Description of the task
Can you return the records below exactly as they stand, but only from the first line through the one with "use crate::tui::format::truncate_str;"?

----- Information supplied

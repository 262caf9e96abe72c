//! # FilterBar Component
//!
//! One row: category chips on the left, the search field on the right.
//! Chips are clickable; their rects are recorded during render and checked
//! in `handle_event`.

use ratatui::Frame;
use ratatui::layout::{Position, Rect};
use ratatui::style::{Color, Modifier, Style};
use ratatui::text::{Line, Span};
use ratatui::widgets::Paragraph;

use crate::core::action::Action;
use crate::core::entity::Category;
use crate::core::store::BoardFilter;
use crate::tui::component::{Component, EventHandler};
use crate::tui::event::TuiEvent;
use crate::tui::format::truncate_str;
use crossterm::event::MouseButton;

const SEARCH_LABEL: &str = " Search: ";
const SEARCH_WIDTH: u16 = 24;

#[derive(Default)]
pub struct FilterBarState {
    /// Chip hit areas from the last render. `None` is the "All" chip.
    pub chips: Vec<(Option<Category>, Rect)>,
    /// Where the text cursor belongs, if the search field is visible.
    pub cursor: Option<Position>,
}

impl FilterBarState {
    pub fn new() -> Self {
        Self::default()
    }

    fn chip_at(&self, col: u16, row: u16) -> Option<Option<Category>> {
        self.chips
            .iter()
            .find(|(_, rect)| rect.contains(Position { x: col, y: row }))
            .map(|(category, _)| *category)
    }
}

impl EventHandler for FilterBarState {
    type Event = Action;

    fn handle_event(&mut self, event: &TuiEvent) -> Option<Self::Event> {
        match *event {
            TuiEvent::MouseDown(MouseButton::Left, col, row) => {
                self.chip_at(col, row).map(Action::SetCategory)
            }
            _ => None,
        }
    }
}

pub struct FilterBar<'a> {
    pub state: &'a mut FilterBarState,
    pub filter: &'a BoardFilter,
}

impl<'a> FilterBar<'a> {
    pub fn new(state: &'a mut FilterBarState, filter: &'a BoardFilter) -> Self {
        Self { state, filter }
    }
}

impl<'a> Component for FilterBar<'a> {
    fn render(&mut self, frame: &mut Frame, area: Rect) {
        self.state.chips.clear();
        self.state.cursor = None;
        if area.height == 0 {
            return;
        }

        let search_width = SEARCH_WIDTH.min(area.width / 3);
        let chips_right = area.right().saturating_sub(search_width);

        let mut spans = Vec::new();
        let mut x = area.x;
        let options = std::iter::once(None).chain(Category::ALL.into_iter().map(Some));
        for category in options {
            let label = format!(" {} ", category.map_or("All", Category::label));
            let width = label.len() as u16;
            if x + width > chips_right {
                break;
            }
            let style = if self.filter.category == category {
                Style::default()
                    .fg(Color::Black)
                    .bg(Color::Rgb(255, 215, 0))
                    .add_modifier(Modifier::BOLD)
            } else {
                Style::default().fg(Color::Gray).bg(Color::DarkGray)
            };
            self.state.chips.push((category, Rect::new(x, area.y, width, 1)));
            spans.push(Span::styled(label, style));
            spans.push(Span::raw(" "));
            x += width + 1;
        }
        frame.render_widget(Paragraph::new(Line::from(spans)), Rect::new(area.x, area.y, chips_right - area.x, 1));

        if search_width <= SEARCH_LABEL.len() as u16 {
            return;
        }
        let field_width = search_width as usize - SEARCH_LABEL.len();
        let query = if self.filter.query.chars().count() < field_width {
            self.filter.query.clone()
        } else {
            truncate_str(&self.filter.query, field_width.saturating_sub(1))
        };
        let search = Line::from(vec![
            Span::styled(SEARCH_LABEL, Style::default().fg(Color::Gray)),
            Span::styled(query.clone(), Style::default().add_modifier(Modifier::BOLD)),
        ]);
        let search_area = Rect::new(chips_right, area.y, search_width, 1);
        frame.render_widget(Paragraph::new(search), search_area);
        let typed = unicode_width::UnicodeWidthStr::width(query.as_str()) as u16;
        self.state.cursor = Some(Position {
            x: (chips_right + SEARCH_LABEL.len() as u16 + typed).min(area.right().saturating_sub(1)),
            y: area.y,
        });
    }
}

----------

Written answer
repository 262caf9e96abe72c
//! # FilterBar Component
//!
//! One row: category chips on the left, the search field on the right.
//! Chips are clickable; their rects are recorded during render and checked
//! in `handle_event`.

use ratatui::Frame;
use ratatui::layout::{Position, Rect};
use ratatui::style::{Color, Modifier, Style};
use ratatui::text::{Line, Span};
use ratatui::widgets::Paragraph;

use crate::core::action::Action;
use crate::core::entity::Category;
use crate::core::store::BoardFilter;
use crate::tui::component::{Component, EventHandler};
use crate::tui::event::TuiEvent;
use crate::tui::format::truncate_str;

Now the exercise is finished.